John Paines wrote:What I think you're arguing for is one enormous interface, which might suit folks who do "everything". But what about the rest?
Well, I didn't say that. I'm not the biggest fan of the page system, but I don't anticipate BMD will ever do away with it, and I'm fine working within it for the most part.
It's totally fine to have separated pages for separated tasks when those tasks
are separate. However in my mind that does not preclude enabling situations when they are not so tightly delineated.
I gather the Cut page was created for people for whom Edit is needlessly complex. If they add all that Fusion stuff to Edit, then what? A new Edit page, for narrative editors who don't want the distractions of Fusion, which they don't touch from one year to the next?
I don't know what the answer is. Maybe all-brain ur-software is the future. But it's too easy to imagine some kind of Microsoft mush. And then of course people begging for disintegration ("why can't we have a lite version")?

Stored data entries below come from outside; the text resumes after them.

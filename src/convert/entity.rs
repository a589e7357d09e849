//! DOM conventions for entities and their delimiters.
//!
//! An entity wrapper carries `_Entity _EType_<type> _EId_<id> _EReadonly_<0|1>`.
//! Delimiters are `span`s holding a single zero-width space placed right
//! before (`entityDelimiterBefore`) and after (`entityDelimiterAfter`) a
//! non-editable entity. Block entities are wrapped in a
//! `div._E_EBlockEntityContainer` that holds both delimiters.

use crate::dom::{Dom, NodeId};
use crate::error::{Error, Result};
use crate::model::{EntityFormat, SegmentFormat};

pub const ENTITY_CLASS: &str = "_Entity";
pub const ENTITY_TYPE_PREFIX: &str = "_EType_";
pub const ENTITY_ID_PREFIX: &str = "_EId_";
pub const ENTITY_READONLY_PREFIX: &str = "_EReadonly_";
pub const DELIMITER_BEFORE: &str = "entityDelimiterBefore";
pub const DELIMITER_AFTER: &str = "entityDelimiterAfter";
pub const BLOCK_ENTITY_CONTAINER: &str = "_E_EBlockEntityContainer";
pub const ZERO_WIDTH_SPACE: char = '\u{200B}';
const ZWS_STR: &str = "\u{200B}";

/// Which side of an entity a delimiter sits on.
#[derive(Clone, Copy, Debug, PartialEq, Eq)]
pub enum DelimiterSide {
    Before,
    After,
}

impl DelimiterSide {
    #[must_use]
    pub const fn class(self) -> &'static str {
        match self {
            Self::Before => DELIMITER_BEFORE,
            Self::After => DELIMITER_AFTER,
        }
    }
}

#[must_use]
pub fn is_entity_element(dom: &Dom, node: NodeId) -> bool {
    dom.has_class(node, ENTITY_CLASS)
}

#[must_use]
pub fn is_block_entity_container(dom: &Dom, node: NodeId) -> bool {
    dom.has_class(node, BLOCK_ENTITY_CONTAINER)
}

/// Side of a delimiter element by class only, whatever its content.
#[must_use]
pub fn delimiter_side(dom: &Dom, node: NodeId) -> Option<DelimiterSide> {
    if dom.has_class(node, DELIMITER_BEFORE) {
        Some(DelimiterSide::Before)
    } else if dom.has_class(node, DELIMITER_AFTER) {
        Some(DelimiterSide::After)
    } else {
        None
    }
}

/// A delimiter whose content is still exactly one zero-width space.
#[must_use]
pub fn valid_delimiter_side(dom: &Dom, node: NodeId) -> Option<DelimiterSide> {
    let side = delimiter_side(dom, node)?;
    (dom.text_content(node) == ZWS_STR).then_some(side)
}

/// Read the entity format from a wrapper's classes.
#[must_use]
pub fn parse_entity_format(dom: &Dom, wrapper: NodeId) -> EntityFormat {
    let mut format = EntityFormat::default();
    for class in dom.classes(wrapper) {
        if let Some(entity_type) = class.strip_prefix(ENTITY_TYPE_PREFIX) {
            format.entity_type = Some(entity_type.to_string());
        } else if let Some(id) = class.strip_prefix(ENTITY_ID_PREFIX) {
            format.id = Some(id.to_string());
        } else if let Some(flag) = class.strip_prefix(ENTITY_READONLY_PREFIX) {
            format.is_readonly = flag == "1";
        }
    }
    format
}

/// Class attribute value for an entity format.
#[must_use]
pub fn entity_class_names(format: &EntityFormat) -> String {
    let mut classes = vec![ENTITY_CLASS.to_string()];
    if let Some(entity_type) = &format.entity_type {
        classes.push(format!("{ENTITY_TYPE_PREFIX}{entity_type}"));
    }
    if let Some(id) = &format.id {
        classes.push(format!("{ENTITY_ID_PREFIX}{id}"));
    }
    classes.push(format!(
        "{ENTITY_READONLY_PREFIX}{}",
        u8::from(format.is_readonly)
    ));
    classes.join(" ")
}

/// Stamp entity classes on a wrapper. Read-only entities become
/// `contenteditable="false"`.
pub fn apply_entity_format(dom: &mut Dom, wrapper: NodeId, format: &EntityFormat) -> Result<()> {
    dom.set_attribute(wrapper, "class", &entity_class_names(format))?;
    if format.is_readonly {
        dom.set_attribute(wrapper, "contenteditable", "false")?;
    }
    Ok(())
}

/// Create a detached delimiter span.
pub fn create_delimiter(dom: &mut Dom, side: DelimiterSide, format: &SegmentFormat) -> Result<NodeId> {
    let span = dom.create_element("span");
    dom.set_attribute(span, "class", side.class())?;
    let css = format.to_css();
    if !css.is_empty() {
        dom.set_attribute(span, "style", &css)?;
    }
    let text = dom.create_text(ZWS_STR);
    dom.append_child(span, text)?;
    Ok(span)
}

/// Valid delimiters currently adjacent to `wrapper`: `(before, after)`.
#[must_use]
pub fn adjacent_delimiters(dom: &Dom, wrapper: NodeId) -> (Option<NodeId>, Option<NodeId>) {
    let before = dom
        .previous_sibling(wrapper)
        .filter(|n| valid_delimiter_side(dom, *n) == Some(DelimiterSide::Before));
    let after = dom
        .next_sibling(wrapper)
        .filter(|n| valid_delimiter_side(dom, *n) == Some(DelimiterSide::After));
    (before, after)
}

/// Make sure `wrapper` has a valid delimiter on each side. Returns
/// `(before, after)`.
pub fn add_delimiters(
    dom: &mut Dom,
    wrapper: NodeId,
    format: &SegmentFormat,
) -> Result<(NodeId, NodeId)> {
    let (before, after) = adjacent_delimiters(dom, wrapper);
    let after = match after {
        Some(node) => node,
        None => {
            let node = create_delimiter(dom, DelimiterSide::After, format)?;
            dom.insert_after(wrapper, node)?;
            node
        }
    };
    let before = match before {
        Some(node) => node,
        None => {
            let node = create_delimiter(dom, DelimiterSide::Before, format)?;
            let parent = dom.parent(wrapper).ok_or(Error::NodeNotFound(wrapper))?;
            dom.insert_before(parent, node, Some(wrapper))?;
            node
        }
    };
    Ok((before, after))
}

/// Remove the delimiter role from `node`: drop both classes and strip every
/// zero-width space from its text.
pub fn demote_delimiter(dom: &mut Dom, node: NodeId) -> Result<()> {
    dom.remove_class(node, DELIMITER_BEFORE)?;
    dom.remove_class(node, DELIMITER_AFTER)?;
    for child in dom.descendants(node) {
        if let Some(text) = dom.text(child) {
            if text.contains(ZERO_WIDTH_SPACE) {
                let stripped = text.replace(ZERO_WIDTH_SPACE, "");
                dom.set_text(child, &stripped)?;
            }
        }
    }
    Ok(())
}

/// The entity a delimiter belongs to, if it still sits next to one.
#[must_use]
pub fn delimiter_entity(dom: &Dom, delimiter: NodeId) -> Option<NodeId> {
    let sibling = match delimiter_side(dom, delimiter)? {
        DelimiterSide::Before => dom.next_sibling(delimiter),
        DelimiterSide::After => dom.previous_sibling(delimiter),
    }?;
    is_entity_element(dom, sibling).then_some(sibling)
}

#[cfg(test)]
mod tests {
    use super::*;

    #[test]
    fn test_entity_class_round_trip() {
        let format = EntityFormat {
            entity_type: Some("mention".to_string()),
            id: Some("m_1".to_string()),
            is_readonly: true,
        };
        let classes = entity_class_names(&format);
        assert_eq!(classes, "_Entity _EType_mention _EId_m_1 _EReadonly_1");

        let mut dom = Dom::new();
        let wrapper = dom.create_element("span");
        apply_entity_format(&mut dom, wrapper, &format).unwrap();
        assert_eq!(parse_entity_format(&dom, wrapper), format);
        assert_eq!(dom.attribute(wrapper, "contenteditable"), Some("false"));
    }

    #[test]
    fn test_add_delimiters_is_idempotent() {
        let mut dom = Dom::new();
        let root = dom.create_element("div");
        let wrapper = dom.create_element("span");
        dom.append_child(root, wrapper).unwrap();
        let first = add_delimiters(&mut dom, wrapper, &SegmentFormat::default()).unwrap();
        let second = add_delimiters(&mut dom, wrapper, &SegmentFormat::default()).unwrap();
        assert_eq!(first, second);
        assert_eq!(dom.children(root).len(), 3);
        assert_eq!(delimiter_entity(&dom, first.0), None);
    }

    #[test]
    fn test_demote_strips_zws() {
        let mut dom = Dom::new();
        let span = create_delimiter(&mut dom, DelimiterSide::After, &SegmentFormat::default()).unwrap();
        let text = dom.first_child(span).unwrap();
        dom.set_text(text, "\u{200B}ab").unwrap();
        assert_eq!(valid_delimiter_side(&dom, span), None);
        demote_delimiter(&mut dom, span).unwrap();
        assert_eq!(dom.text(text), Some("ab"));
        assert_eq!(delimiter_side(&dom, span), None);
    }
}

I don't really follow as to what kind of interface you're picturing? Because I can't see how any of the integrations I described would bloat or confuse the interface at all.
> Fusion Spline Editor used in Edit :
Bezier keyframes are needed in Edit, I think we all agree on that? So why not use a proven interface to implement that, one that already exists, is tested and documented, and will already be familiar to some percentage of existing and future users. As opposed to adding yet another new interface that likely looks and operates slightly differently from all the others.
It doesn't even have to be thought of as the "Fusion Spline Editor" - it's a just a curve editor that understands Bezier handles, which is what Edit is sorely lacking at the moment. And as I mentioned in my first post, it doesn't have to be the
only way to manage keyframes; there'd still be Inspector diamonds, which could also support simple smoothing operations as per Jim's suggestion, and there'd still be the simplified curve visible in the layer. What I propose is for the option to also pop-out a full-fat editor to float on top, for more advanced use-cases, and when doing so to re-use code that already exists and has worked well for years (decades?)
> More Fusion nodes in Edit :
This would just be some extra items in the Effects menu; don't need them, don't use them.
> The ability to export the controls of any Fusion node into Edit :
This wouldn't even be visible in the UI unless you go into Fusion and find the proposed right-click option, at which point it adds another control to the Inspector menu. And as mentioned, this is a feature that already exists in Resolve, both in the form of the Text+ control and user-created, static Generators.
What I'd like is to extend this to be available dynamically on any node, via a new right-click context menu or similar option, available on nodes in the Fusion UI. I am confident this would be really easy to implement, and it would be a vast benefit to many Fusion-based workflows, where it would significantly reduce the number of page switches required when doing things like timing Fusion effects to audio. And again it would have no effect at all on users who weren't already using Fusion. If you weren't using Fusion you wouldn't see a single thing different to today.
As for the other integrations I had in mind: I wasn't going to talk about that in this thread, but since you're discussing it here's one possibility: I could see it being very useful to allow the editing of existing Fusion compositions directly from Edit. On Edit, provide the ability to activate on a Fusion composition a small floating frame showing the composition flow. This would appear immediately, floating right there on the Edit page, allowing modifying the composition, and with the Fusion nodes displaying their controls either in a separate Inspector within the new frame, or in the main Edit page Inspector where they'd temporarily replace the Edit page controls while the Fusion frame was focused.
When working with simple Fusion comps this could provide a very quick and easy way to tweak them without leaving Edit, removing much of the need for constantly switching pages. It would not be intended for in-depth Fusion work, but when doing quick changes to existing nodes and their structure it would be much faster than going back and forth between Edit and Fusion.
And the technology to do it exists in Resolve right now; most of it at least. For the fun of it, here's a demonstration of what that could very easily look like:
Nice mock-up huh? Except.. it's not a mock-up. No Photoshop or video editing was used in the making of that. That's actually Resolve displaying a functional Fusion flow and Tools in a floating frame on the Edit page. Achieved by saving a layout in Fusion Studio and then loading it in Resolve. Resolve doesn't expect there to be random floating frames around, so it doesn't close them when you go back to Edit, and they keep working for the comp you had open when you opened that frame.
Of course it's not completely usable today. Hotkeys don't work inside the Fusion frame when it's on Edit, and it's currently a little limited because there's no way to view individual nodes in the viewer. But the fact that it works at all, and only took me 10 minutes of messing about to get going, says to me that a proper implementation would be quite possible, and probably fairly easily for BMD.
So this is the sort of stuff I'd like to see, and which I feel confident would be fairly easy to implement. And, again, none of this needs to bloat the UI or affect anyone who doesn't want to use the features. Make them available only with definite UI actions. Make them configurable, and even disabled by default if you like. It doesn't have to affect non-Fusion users in the slightest, but for those who do use Fusion it could reduce a lot of needless page switching, and greatly streamline the process. And maybe it'd even encourage some people to use Fusion effects who weren't previously.